Czuć cię na kilometr.-Skrzywiła się marszcząc przy tym nos. Blondyn przechylił
głowę wąchając swoje ramie.
-Mówisz o mojej wodzie
kolońskiej?! Wiesz ile galeonów za nią dałem!? W życiu tyle pieniędzy nie
widziałaś!-Podniósł głos Ślizgon którego męskie ego zostało urażone.
-A co ty taki nerwowy?
Jak sam przed chwilą mówiłeś…Wyluzuj.-Kasztanowowłosa uśmiechnęła się wrednie.
-No cóż, nozdrza
takiej szlamy nigdy nie będą w stanie docenić tak szlachetnych zapachów. Wróćmy
do moich zalet…-Westchnął Stalowooki.
-MALFOY! TY CHOLERNY
NARCYZIE!-Wydarła się Hermiona przyspieszając kroku.
-Granger, Granger,
Granger…Ja po prostu mówię prawdę.-Pokręcił głową jakby przez ten gest chciał
powiedzieć „Biedne, szlamowate, niedorozwinięte dzieciątko…Co ty wiesz o
pięknie?”.
-Jasne!
Arystokratyczna świnia!-Warknęła do niego.
-Zamknij się
szlamo!-Syknął Tleniony głosem przepełnionym jadem i nienawiścią. Mierzyli się
ostrzegawczymi spojrzeniami gdy usłyszeli pełen radości, głośny krzyk Blaisa.
-Narcyz! Narcyz!
Wiedziałem!-Wołał mulat. Draco odwrócił się do przyjaciela.
-Ty też?-Jęknął z
dezapropatą.
-Co ja też? Zgadłem
jej ulubionego kwiatka! Narcyz! Dzięki Mionka! Dziękuję, że wyzywasz
Smokusia!-Diabeł podbiegł do zaskoczonej Hermiony i przytulił mocno. Spotkała
jeszcze wściekły wzrok przyjaciółki.
-No to, Zabini?
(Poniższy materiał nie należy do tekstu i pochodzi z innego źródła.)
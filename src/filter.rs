//! First-order exponential low-pass filtering of sampled input.

use crate::vec::{Scalar, Vec, Vec2};

/// Exponential low-pass filter: `state += alpha * (input - state)`.
///
/// `alpha = 1` passes input through untouched; `alpha -> 0` damps heavily.
/// Values outside `[0, 1]` are not rejected — they merely produce unstable
/// or inverted damping, which is the caller's responsibility to avoid.
///
/// For vector inputs the recurrence applies component-wise, i.e. each axis
/// is an independent scalar filter sharing one `alpha`.
pub struct LowPass<V: Vec> {
    alpha: V::Scalar,
    state: V,
}

impl<V: Vec> LowPass<V> {
    /// Create a filter with zero-initialized state.
    pub fn new(alpha: V::Scalar) -> Self {
        LowPass {
            alpha,
            state: V::zero(),
        }
    }

    /// Feed one sample; returns the new smoothed state.
    pub fn update(&mut self, input: V) -> V {
        self.state = self.state + (input - self.state).scale(self.alpha);
        self.state
    }

    /// Current smoothed state (the last `update` return value).
    pub fn state(&self) -> V {
        self.state
    }

    /// Overwrite the state without filtering, e.g. to start tracking from a
    /// known position instead of the origin.
    pub fn reset(&mut self, state: V) {
        self.state = state;
    }

    pub fn alpha(&self) -> V::Scalar {
        self.alpha
    }

    /// Change the smoothing coefficient. Takes effect on the next `update`;
    /// the accumulated state is untouched.
    pub fn set_alpha(&mut self, alpha: V::Scalar) {
        self.alpha = alpha;
    }
}

/// Scalar low-pass filter.
pub type LowPass1D<F> = LowPass<Scalar<F>>;
/// 2D low-pass filter — independent per-axis smoothing of a point stream.
pub type LowPass2D<F> = LowPass<Vec2<F>>;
Co
chcesz w zamian?-Prychnęła Naya z nienawiścią splatając ręce na piersi. Blais
zatrzymał się i zamyślił na chwilę. Potem popatrzył na nią poważnie i oznajmił:
-Umów się ze
mną.-Powiedział krótko wyższy ze Ślizgonów.
-CO!?-Krzyknęli na raz
Tleniony i Almeida.
-Bracie…Masz
gorączkę…?-Spytał zdruzgotany Blondyn dotykając dłonią czoła przyjaciela. Mulat
mógł poprosić prawie o wszystko a on, wybiera RANDKĘ!?
-Nie mam żadnej
gorączki Smoku! Naya, chcę żebyś poszła ze mną w sobotę do Hogsmead na
randkę.-Mówił z pełną powagą.-To jak? Pójdziesz?-Dopytywał chłopak.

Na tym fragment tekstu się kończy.